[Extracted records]
════════
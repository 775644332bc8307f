//! Editor3Service - configured entry point for rendering editor3 content to HTML

use editor3_core::{
    render, ContentState, CustomBlockKind, CustomBlockRegistry, EntityType, RenderOptions, Rendered,
};
use log::debug;

use crate::raw::from_raw;
use crate::Result;

/// The main service for converting editor3 content to HTML
#[derive(Debug, Default)]
pub struct Editor3Service {
    options: RenderOptions,
    custom_blocks: CustomBlockRegistry,
}

impl Editor3Service {
    /// Create a new Editor3Service with default options
    pub fn new() -> Self {
        Self::default()
    }

    /// Create an Editor3Service with custom options
    pub fn with_options(options: RenderOptions) -> Self {
        Self {
            options,
            custom_blocks: CustomBlockRegistry::new(),
        }
    }

    /// Register a custom block type, keyed by its vocabulary id
    pub fn register_custom_block(&mut self, id: &str, kind: CustomBlockKind) -> &mut Self {
        self.custom_blocks.add(id, kind);
        self
    }

    /// Stop rendering atomic blocks of the given entity type
    pub fn disable(&mut self, entity_type: EntityType) -> &mut Self {
        self.options.disabled = self.options.disabled.with(entity_type);
        self
    }

    /// Apply a plugin
    pub fn use_plugin<F>(&mut self, plugin: F) -> &mut Self
    where
        F: FnOnce(&mut Self),
    {
        plugin(self);
        self
    }

    /// Render a content state, keeping any warnings
    pub fn render(&self, content: &ContentState) -> Result<Rendered> {
        Ok(render(content, &self.options, &self.custom_blocks)?)
    }

    /// Convert a content state to HTML
    pub fn to_html(&self, content: &ContentState) -> Result<String> {
        self.render(content).map(|rendered| rendered.html)
    }

    /// Parse a raw JSON content state and render it
    pub fn render_raw(&self, json: &str) -> Result<Rendered> {
        let content = from_raw(json)?;
        debug!(
            "parsed raw content state: {} blocks, {} entities",
            content.blocks().len(),
            content.entity_map().len()
        );
        self.render(&content)
    }

    /// Convert a raw JSON content state to HTML
    pub fn raw_to_html(&self, json: &str) -> Result<String> {
        self.render_raw(json).map(|rendered| rendered.html)
    }

    /// Get the current options
    pub fn options(&self) -> &RenderOptions {
        &self.options
    }

    /// Get mutable access to options
    pub fn options_mut(&mut self) -> &mut RenderOptions {
        &mut self.options
    }

    /// Get the registered custom block types
    pub fn custom_blocks(&self) -> &CustomBlockRegistry {
        &self.custom_blocks
    }
}
//! Entities: typed, keyed objects referenced from character annotations

use std::fmt;

use indexmap::IndexMap;

use crate::model::ContentState;

/// Opaque key of an entity, unique within one content state
#[derive(Debug, Clone, PartialEq, Eq, Hash, PartialOrd, Ord)]
pub struct EntityKey(String);

impl EntityKey {
    pub fn new(key: impl Into<String>) -> Self {
        Self(key.into())
    }

    pub fn as_str(&self) -> &str {
        &self.0
    }
}

impl fmt::Display for EntityKey {
    fn fmt(&self, f: &mut fmt::Formatter<'_>) -> fmt::Result {
        f.write_str(&self.0)
    }
}

impl From<&str> for EntityKey {
    fn from(key: &str) -> Self {
        Self::new(key)
    }
}

/// Entity mutability as tracked by the editor
#[derive(Debug, Clone, Copy, PartialEq, Eq, Default)]
pub enum Mutability {
    #[default]
    Mutable,
    Immutable,
    Segmented,
}

/// Recognized entity types
#[derive(Debug, Clone, Copy, PartialEq, Eq, Hash)]
pub enum EntityType {
    Link,
    Media,
    Embed,
    Table,
    MultiLineQuote,
    CustomBlock,
    ArticleEmbed,
}

impl EntityType {
    pub const ALL: [EntityType; 7] = [
        EntityType::Link,
        EntityType::Media,
        EntityType::Embed,
        EntityType::Table,
        EntityType::MultiLineQuote,
        EntityType::CustomBlock,
        EntityType::ArticleEmbed,
    ];

    /// Raw type name used in serialized content states
    pub fn name(self) -> &'static str {
        match self {
            EntityType::Link => "LINK",
            EntityType::Media => "MEDIA",
            EntityType::Embed => "EMBED",
            EntityType::Table => "TABLE",
            EntityType::MultiLineQuote => "MULTI_LINE_QUOTE",
            EntityType::CustomBlock => "CUSTOM_BLOCK",
            EntityType::ArticleEmbed => "ARTICLE_EMBED",
        }
    }

    pub fn from_name(name: &str) -> Option<Self> {
        Self::ALL.into_iter().find(|t| t.name() == name)
    }

    fn bit(self) -> u8 {
        1 << (self as u8)
    }
}

impl fmt::Display for EntityType {
    fn fmt(&self, f: &mut fmt::Formatter<'_>) -> fmt::Result {
        f.write_str(self.name())
    }
}

/// A small copyable set of entity types, used to suppress types while
/// rendering nested documents (e.g. no tables inside table cells)
#[derive(Debug, Clone, Copy, PartialEq, Eq, Default)]
pub struct EntityTypes(u8);

impl EntityTypes {
    pub const fn empty() -> Self {
        Self(0)
    }

    /// Return a copy of this set that also contains `entity_type`
    pub fn with(self, entity_type: EntityType) -> Self {
        Self(self.0 | entity_type.bit())
    }

    pub fn contains(self, entity_type: EntityType) -> bool {
        self.0 & entity_type.bit() != 0
    }
}

impl FromIterator<EntityType> for EntityTypes {
    fn from_iter<I: IntoIterator<Item = EntityType>>(iter: I) -> Self {
        iter.into_iter().fold(Self::empty(), Self::with)
    }
}

/// An entity stored in a content state's entity map
#[derive(Debug, Clone, PartialEq)]
pub struct Entity {
    pub mutability: Mutability,
    pub data: EntityData,
}

impl Entity {
    pub fn new(data: EntityData) -> Self {
        Self {
            mutability: Mutability::default(),
            data,
        }
    }

    pub fn with_mutability(mut self, mutability: Mutability) -> Self {
        self.mutability = mutability;
        self
    }

    /// The recognized type of this entity, `None` if unrecognized
    pub fn entity_type(&self) -> Option<EntityType> {
        self.data.entity_type()
    }

    /// Raw type name, including unrecognized ones
    pub fn type_name(&self) -> &str {
        match &self.data {
            EntityData::Unrecognized { type_name } => type_name,
            data => data.entity_type().map(EntityType::name).unwrap_or_default(),
        }
    }
}

/// Type-specific entity payload
#[derive(Debug, Clone, PartialEq)]
pub enum EntityData {
    Link(LinkData),
    Media(MediaData),
    Embed(EmbedData),
    Table(TableData),
    MultiLineQuote(QuoteData),
    CustomBlock(CustomBlockData),
    ArticleEmbed(ArticleEmbedData),
    /// An entity type this serializer does not know how to render
    Unrecognized { type_name: String },
}

impl EntityData {
    pub fn entity_type(&self) -> Option<EntityType> {
        match self {
            EntityData::Link(_) => Some(EntityType::Link),
            EntityData::Media(_) => Some(EntityType::Media),
            EntityData::Embed(_) => Some(EntityType::Embed),
            EntityData::Table(_) => Some(EntityType::Table),
            EntityData::MultiLineQuote(_) => Some(EntityType::MultiLineQuote),
            EntityData::CustomBlock(_) => Some(EntityType::CustomBlock),
            EntityData::ArticleEmbed(_) => Some(EntityType::ArticleEmbed),
            EntityData::Unrecognized { .. } => None,
        }
    }
}

/// Inline link or attachment reference
#[derive(Debug, Clone, PartialEq, Default)]
pub struct LinkData {
    pub href: Option<String>,
    /// Id of an attached file, rendered as `data-attachment`
    pub attachment: Option<String>,
    pub title: Option<String>,
    pub target: Option<String>,
}

#[derive(Debug, Clone, Copy, PartialEq, Eq, Default)]
pub enum MediaKind {
    #[default]
    Image,
    Video,
    Audio,
}

impl MediaKind {
    /// Parse the item type of a media payload (`picture`, `video`, ...)
    pub fn from_item_type(item_type: &str) -> Self {
        match item_type {
            "video" => MediaKind::Video,
            "audio" => MediaKind::Audio,
            _ => MediaKind::Image,
        }
    }

    /// Label used in the embed marker comments
    pub fn label(self) -> &'static str {
        match self {
            MediaKind::Image => "Image",
            MediaKind::Video => "Video",
            MediaKind::Audio => "Audio",
        }
    }
}

#[derive(Debug, Clone, PartialEq, Default)]
pub struct Rendition {
    pub href: Option<String>,
}

/// Picture, video or audio item embedded in the text
#[derive(Debug, Clone, PartialEq, Default)]
pub struct MediaData {
    pub kind: MediaKind,
    /// Renditions by name (`original`, `viewImage`, `thumbnail`, ...)
    pub renditions: IndexMap<String, Rendition>,
    pub alt_text: Option<String>,
    pub description_text: Option<String>,
}

impl MediaData {
    const PREFERRED_RENDITIONS: [&'static str; 3] = ["original", "viewImage", "baseImage"];

    /// Href of the best available rendition
    pub fn href(&self) -> Option<&str> {
        Self::PREFERRED_RENDITIONS
            .iter()
            .filter_map(|name| self.renditions.get(*name))
            .chain(self.renditions.values())
            .find_map(|r| r.href.as_deref())
    }
}

/// Third-party embed code
#[derive(Debug, Clone, PartialEq, Default)]
pub struct EmbedData {
    pub html: String,
    pub description: Option<String>,
}

#[derive(Debug, Clone, PartialEq, Default)]
pub struct TableData {
    pub num_rows: usize,
    pub num_cols: usize,
    pub with_header: bool,
    /// Row-major cells; a `None` or absent cell is an empty paragraph
    pub cells: Vec<Vec<Option<ContentState>>>,
}

impl TableData {
    pub fn cell(&self, row: usize, col: usize) -> Option<&ContentState> {
        self.cells.get(row)?.get(col)?.as_ref()
    }
}

#[derive(Debug, Clone, PartialEq, Default)]
pub struct QuoteData {
    pub body: ContentState,
}

/// Block of a kind registered by the host application
#[derive(Debug, Clone, PartialEq, Default)]
pub struct CustomBlockData {
    pub block_type_id: String,
    pub body: ContentState,
}

/// Another article transcluded with its pre-rendered body
#[derive(Debug, Clone, PartialEq, Default)]
pub struct ArticleEmbedData {
    pub article_id: String,
    pub html: String,
}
════════
Beginning at the first line of the data above, retype each line until you reach the line containing "its vocabulary id", and include that one too. Add nothing else.

repository 775644332bc8307f
//! Editor3Service - configured entry point for rendering editor3 content to HTML

use editor3_core::{
    render, ContentState, CustomBlockKind, CustomBlockRegistry, EntityType, RenderOptions, Rendered,
};
use log::debug;

use crate::raw::from_raw;
use crate::Result;

/// The main service for converting editor3 content to HTML
#[derive(Debug, Default)]
pub struct Editor3Service {
    options: RenderOptions,
    custom_blocks: CustomBlockRegistry,
}

impl Editor3Service {
    /// Create a new Editor3Service with default options
    pub fn new() -> Self {
        Self::default()
    }

    /// Create an Editor3Service with custom options
    pub fn with_options(options: RenderOptions) -> Self {
        Self {
            options,
            custom_blocks: CustomBlockRegistry::new(),
        }
    }

    /// Register a custom block type, keyed by its vocabulary id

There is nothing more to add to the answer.